- Task statement
Would you copy each line of the data below that has "than"?

- Stored data
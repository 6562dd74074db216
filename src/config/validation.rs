//! Configuration validation logic
//!
//! This module provides validation methods for all configuration structures
//! to ensure configuration values are within acceptable ranges and formats.

use url::Url;

use crate::config::error::ConfigError;
use crate::config::settings::{ApiConfig, LoggerSettings, Settings};

/// Valid log levels
const VALID_LOG_LEVELS: &[&str] = &["trace", "debug", "info", "warn", "error"];

/// Valid log formats
const VALID_LOG_FORMATS: &[&str] = &["full", "compact", "json"];

impl ApiConfig {
    /// Validate API configuration
    ///
    /// # Validation Rules
    /// - Both endpoint URLs must parse and use https
    /// - Timeouts must be greater than 0
    /// - User agent must not be empty
    pub fn validate(&self) -> Result<(), ConfigError> {
        validate_https_url("api.notifications_url", &self.notifications_url)?;
        validate_https_url("api.user_session_url", &self.user_session_url)?;

        if self.timeout_seconds == 0 {
            return Err(ConfigError::validation(
                "api.timeout_seconds",
                "Request timeout must be greater than 0 seconds.",
            ));
        }

        if self.connect_timeout_seconds == 0 {
            return Err(ConfigError::validation(
                "api.connect_timeout_seconds",
                "Connect timeout must be greater than 0 seconds.",
            ));
        }

        if self.user_agent.trim().is_empty() {
            return Err(ConfigError::validation(
                "api.user_agent",
                "User agent must not be empty.",
            ));
        }

        Ok(())
    }
}

fn validate_https_url(field: &str, value: &str) -> Result<(), ConfigError> {
    let url = Url::parse(value).map_err(|e| ConfigError::ValidationError {
        field: field.to_string(),
        message: format!("Invalid URL '{}': {}", value, e),
    })?;

    if url.scheme() != "https" {
        return Err(ConfigError::ValidationError {
            field: field.to_string(),
            message: format!("URL '{}' must use https.", value),
        });
    }

    Ok(())
}

impl LoggerSettings {
    /// Validate logger settings
    ///
    /// # Validation Rules
    /// - Log level must be one of: trace, debug, info, warn, error
    /// - Log format must be one of: full, compact, json
    pub fn validate(&self) -> Result<(), ConfigError> {
        if !VALID_LOG_LEVELS.contains(&self.level.to_lowercase().as_str()) {
            return Err(ConfigError::ValidationError {
                field: "logger.level".to_string(),
                message: format!(
                    "Invalid log level '{}'. Valid levels are: {}",
                    self.level,
                    VALID_LOG_LEVELS.join(", ")
                ),
            });
        }

        if !VALID_LOG_FORMATS.contains(&self.format.to_lowercase().as_str()) {
            return Err(ConfigError::ValidationError {
                field: "logger.format".to_string(),
                message: format!(
                    "Invalid log format '{}'. Valid formats are: {}",
                    self.format,
                    VALID_LOG_FORMATS.join(", ")
                ),
            });
        }

        Ok(())
    }
}

impl Settings {
    /// Validate all configuration settings
    ///
    /// Returns the first validation error encountered.
    pub fn validate(&self) -> Result<(), ConfigError> {
        self.api.validate()?;
        self.logger.validate()?;
        Ok(())
    }
}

- Exercise result
    /// - Timeouts must be greater than 0
                "Request timeout must be greater than 0 seconds.",
                "Connect timeout must be greater than 0 seconds.",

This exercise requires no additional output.